[okfn-br] Brazilian chapter focus

Augusto Herrmann augusto.herrmann em gmail.com
Quarta Novembro 2 23:07:28 UTC 2011


Hey, Tom!

I agree and think you're taking all of this in a very sensible and viable
direction, and connecting the right set of people together that could make
it work. Open education, open science, open content and data-driven
journalism are certainly very much relevant in this context.

Machado de Assis Livre sounds great! By the way, his texts are available on
the Natural Language Toolkit for Python (nltk.org). This could make it even
easier to set up the project. Also, I have some NLP ideas I'd personally
like to pursue when I have time using the Machado de Assis corpus.

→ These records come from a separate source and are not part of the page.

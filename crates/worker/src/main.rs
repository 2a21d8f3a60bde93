use anyhow::Context;
use clap::Parser;
use reprisk_core::engine::RiskEngine;
use reprisk_core::scoring::ScoringConfig;
use reprisk_core::snapshot::SnapshotManager;
use reprisk_core::source::error::SourceUnavailableError;
use reprisk_core::source::memory::InMemorySignalSource;
use reprisk_core::source::postgres::PgSignalSource;
use reprisk_core::source::SignalSource;
use reprisk_core::storage::lock::ScoreDateLock;
use reprisk_core::storage::memory::InMemorySnapshotStore;
use reprisk_core::storage::runs::{RunStatus, ScoreRunRecord};
use reprisk_core::storage::snapshots::PgSnapshotStore;
use reprisk_core::storage::SnapshotStore;
use std::path::PathBuf;
use std::sync::Arc;
use tracing_subscriber::EnvFilter;
use tracing_subscriber::{layer::SubscriberExt, util::SubscriberInitExt};

mod run;

#[derive(Debug, Parser)]
#[command(name = "reprisk_worker")]
struct Args {
    /// Score date (YYYY-MM-DD). Defaults to the latest date whose market data has landed.
    #[arg(long)]
    as_of_date: Option<String>,

    /// Score a single entity instead of every tracked one.
    #[arg(long)]
    entity_id: Option<i64>,

    /// Also recompute this many days before the score date, oldest first.
    #[arg(long, default_value_t = 0)]
    backfill_days: u32,

    /// Score from a JSON signal fixture instead of Postgres. Nothing is persisted.
    #[arg(long)]
    fixture: Option<PathBuf>,

    /// Do everything except writing to the database.
    #[arg(long)]
    dry_run: bool,
}

#[tokio::main]
async fn main() -> anyhow::Result<()> {
    dotenvy::dotenv().ok();

    let settings = reprisk_core::config::Settings::from_env()?;
    let _sentry_guard = init_sentry(&settings);

    tracing_subscriber::registry()
        .with(EnvFilter::from_default_env())
        .with(tracing_subscriber::fmt::layer())
        .with(sentry_tracing::layer())
        .init();

    let args = Args::parse();
    let config = ScoringConfig::from_env()?;

    let as_of_date = reprisk_core::time::scoring_date::resolve_as_of_date(
        args.as_of_date.as_deref(),
        chrono::Utc::now(),
    )?;
    let dates = reprisk_core::time::scoring_date::backfill_dates(as_of_date, args.backfill_days);

    if let Some(path) = &args.fixture {
        let source: Arc<dyn SignalSource> = Arc::new(InMemorySignalSource::from_json_file(path)?);
        let store: Arc<dyn SnapshotStore> = Arc::new(InMemorySnapshotStore::default());
        let manager = SnapshotManager::new(RiskEngine::new(source, config)?, store);

        for date in dates {
            let outcome = run::score_date(&manager, date, args.entity_id, args.dry_run).await?;
            tracing::info!(
                %date,
                fixture = %path.display(),
                scored = outcome.scored,
                failed = outcome.failed,
                "fixture run finished"
            );
        }
        return Ok(());
    }

    let db_url = settings.require_database_url()?;

    let pool = sqlx::postgres::PgPoolOptions::new()
        .max_connections(5)
        .connect(db_url)
        .await
        .context("connect DATABASE_URL failed")?;

    reprisk_core::storage::migrate(&pool).await?;

    let source: Arc<dyn SignalSource> = Arc::new(PgSignalSource::new(pool.clone()));
    let store: Arc<dyn SnapshotStore> = Arc::new(PgSnapshotStore::new(pool.clone()));
    let manager = SnapshotManager::new(RiskEngine::new(source, config)?, store);

    for date in dates {
        if args.dry_run {
            let outcome = run::score_date(&manager, date, args.entity_id, true).await?;
            tracing::info!(
                %date,
                dry_run = true,
                scored = outcome.scored,
                failed = outcome.failed,
                "worker run finished (dry-run)"
            );
            continue;
        }

        let Some(lock) = ScoreDateLock::try_acquire(&pool, date).await? else {
            tracing::warn!(%date, "score date lock not acquired; another run in progress");
            continue;
        };

        let result = run::score_date(&manager, date, args.entity_id, false).await;
        let recorded = record_outcome(&pool, date, result).await;

        if let Err(err) = lock.release().await {
            tracing::warn!(%date, error = %err, "score date lock release failed");
        }
        recorded?;
    }

    Ok(())
}

async fn record_outcome(
    pool: &sqlx::PgPool,
    date: chrono::NaiveDate,
    result: anyhow::Result<run::DateOutcome>,
) -> anyhow::Result<()> {
    let (status, scored, failed, error) = match &result {
        Ok(outcome) if outcome.failed == 0 => (RunStatus::Success, outcome.scored, 0, None),
        Ok(outcome) => (
            RunStatus::Partial,
            outcome.scored,
            outcome.failed,
            outcome.first_error.clone(),
        ),
        Err(err) => (RunStatus::Error, 0, 0, Some(format!("{err:#}"))),
    };

    let record = ScoreRunRecord {
        as_of_date: date,
        source: "postgres",
        status,
        entities_scored: scored,
        entities_failed: failed,
        error: error.as_deref(),
    };

    let run_id = reprisk_core::storage::runs::record_score_run(pool, &record).await?;

    match &result {
        Ok(_) => {
            tracing::info!(
                %date,
                %run_id,
                status = record.status.as_str(),
                scored = record.entities_scored,
                failed = record.entities_failed,
                "score run finished"
            );
        }
        Err(err) => {
            sentry_anyhow::capture_anyhow(err);
            if let Some(diag) = err.downcast_ref::<SourceUnavailableError>() {
                tracing::error!(
                    %date,
                    %run_id,
                    source = diag.source,
                    stage = diag.stage,
                    "signal source unavailable; no snapshots written"
                );
            } else {
                tracing::error!(%date, %run_id, error = %err, "score run failed");
            }
        }
    }

    Ok(())
}

fn init_sentry(settings: &reprisk_core::config::Settings) -> Option<sentry::ClientInitGuard> {
    let dsn = settings.sentry_dsn.as_deref()?;
    Some(sentry::init((
        dsn,
        sentry::ClientOptions {
            release: sentry::release_name!(),
            ..Default::default()
        },
    )))
}
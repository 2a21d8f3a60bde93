pub mod scoring_date;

About BURN ALL DOCS!!!, for those who couldn't follow the portuguese
language discussion: it's an idea I threw at the wind during Consegi, at
the hacker room. It's supposed to be a hall of shame of public bodies that
disobey the norm that mandates them to use exclusively the Open Document
Format, and who publish documents proprietary formats on the internet
anyway. Since there are no official penalties for this, and official
external Brazilian audit public bodies (CGU, TCU) haven't so far checked
this issue, that should be an incentive for them to make a conscious effort
to follow the regulation and get off the list.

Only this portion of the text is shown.